Quando anoiteceu, ela nos convenceu a de novo dormirmos em sua casa. Disse que na segunda de manhã iria me levar para ver um trabalho e que seria mais fácil para ela se nós dormíssemos ali. Assim não precisaria ir me buscar pela manhã.


Na segunda-feira, ao invés de ir trabalhar, se dedicou a encaminhar a minha vida.
Levou-me a várias imobiliárias e quando encontramos um apartamento, que me convinha, ela foi minha avalista e tirou da bolsa o dinheiro necessário para pagar a luva - adiantamento pago na hora em que se faz um contrato imobiliário aqui no Japão, geralmente no valor de três meses do aluguel. Não me pediu para que eu assinasse recibo ou que lhe fornecesse alguma garantia por aquele empréstimo. Só me disse:

- Sr. Carlos. Quando estiver trabalhando o senhor me devolve esse dinheiro.

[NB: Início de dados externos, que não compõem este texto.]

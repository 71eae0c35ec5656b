//! Budget entry rows.
//!
//! Entries are only ever written wholesale: the reconciler validates a
//! submission, then [`replace_for_project`] clears the project's rows
//! and reinserts the new set in one transaction.

use std::collections::HashSet;

use sqlx::{Row, SqlitePool};

use crate::error::Result;
use crate::models::BudgetEntry;
use crate::store::{parse_decimal, round_money};

pub async fn fetch_for_project(pool: &SqlitePool, project_id: i64) -> Result<Vec<BudgetEntry>> {
	let rows = sqlx::query(
		"SELECT b.work_package_id, b.member_id, b.month, b.contribution
		 FROM budget_entries b JOIN work_packages w ON w.id = b.work_package_id
		 WHERE w.project_id = ?
		 ORDER BY b.work_package_id, b.member_id, b.month",
	)
	.bind(project_id)
	.fetch_all(pool)
	.await?;

	let mut entries = Vec::with_capacity(rows.len());
	for row in &rows {
		let raw: String = row.try_get("contribution")?;
		entries.push(BudgetEntry {
			work_package_id: row.try_get("work_package_id")?,
			member_id: row.try_get("member_id")?,
			month: row.try_get("month")?,
			contribution: parse_decimal(&raw)?,
		});
	}
	Ok(entries)
}

/// Ids of every work package in the project, for key validation.
pub async fn work_package_ids(pool: &SqlitePool, project_id: i64) -> Result<HashSet<i64>> {
	let rows = sqlx::query("SELECT id FROM work_packages WHERE project_id = ?")
		.bind(project_id)
		.fetch_all(pool)
		.await?;
	let mut ids = HashSet::with_capacity(rows.len());
	for row in &rows {
		ids.insert(row.try_get("id")?);
	}
	Ok(ids)
}

/// Clears the project's entries and inserts the given set, atomically.
/// Callers validate the entries first; a failed insert rolls the whole
/// replacement back, leaving the previous state visible.
pub async fn replace_for_project(
	pool: &SqlitePool,
	project_id: i64,
	entries: &[BudgetEntry],
) -> Result<()> {
	let mut tx = pool.begin().await?;

	sqlx::query(
		"DELETE FROM budget_entries
		 WHERE work_package_id IN (SELECT id FROM work_packages WHERE project_id = ?)",
	)
	.bind(project_id)
	.execute(&mut *tx)
	.await?;

	for entry in entries {
		sqlx::query(
			"INSERT INTO budget_entries (work_package_id, member_id, month, contribution)
			 VALUES (?, ?, ?, ?)",
		)
		.bind(entry.work_package_id)
		.bind(entry.member_id)
		.bind(entry.month)
		.bind(round_money(entry.contribution).to_string())
		.execute(&mut *tx)
		.await?;
	}

	tx.commit().await?;
	Ok(())
}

Não tem pressa, me devolva como e quando puder.
- Por favor, agora o senhor se preocupe somente com a sua mulher e com a criança que ela vai ter. Tudo vai dar certo. Deus nunca deixa de estender as mãos para os necessitados, basta Nele acreditarmos.

Nesse mesmo dia ela me arrumou um trabalho, no qual eu permaneci por vários anos.
Alguns dias depois a minha filha nasceu. Eu estava no trabalho e a minha mulher foi levada para o hospital por essa senhora.
Ela esteve o tempo todo com a minha mulher. Foi quem lhe deu assistência como tradutora, apoio moral e muito amor.


Hoje, muitos anos depois, eu ainda estou em dívida com essa senhora. Muitos anos se passarão, a minha vida chegará ao fim, e eu nunca conseguirei pagar o que ela fez por nós.
Agora eu pergunto:

- Quem, além de Deus, colocou essa doce alma em meu caminho em uma hora tão difícil?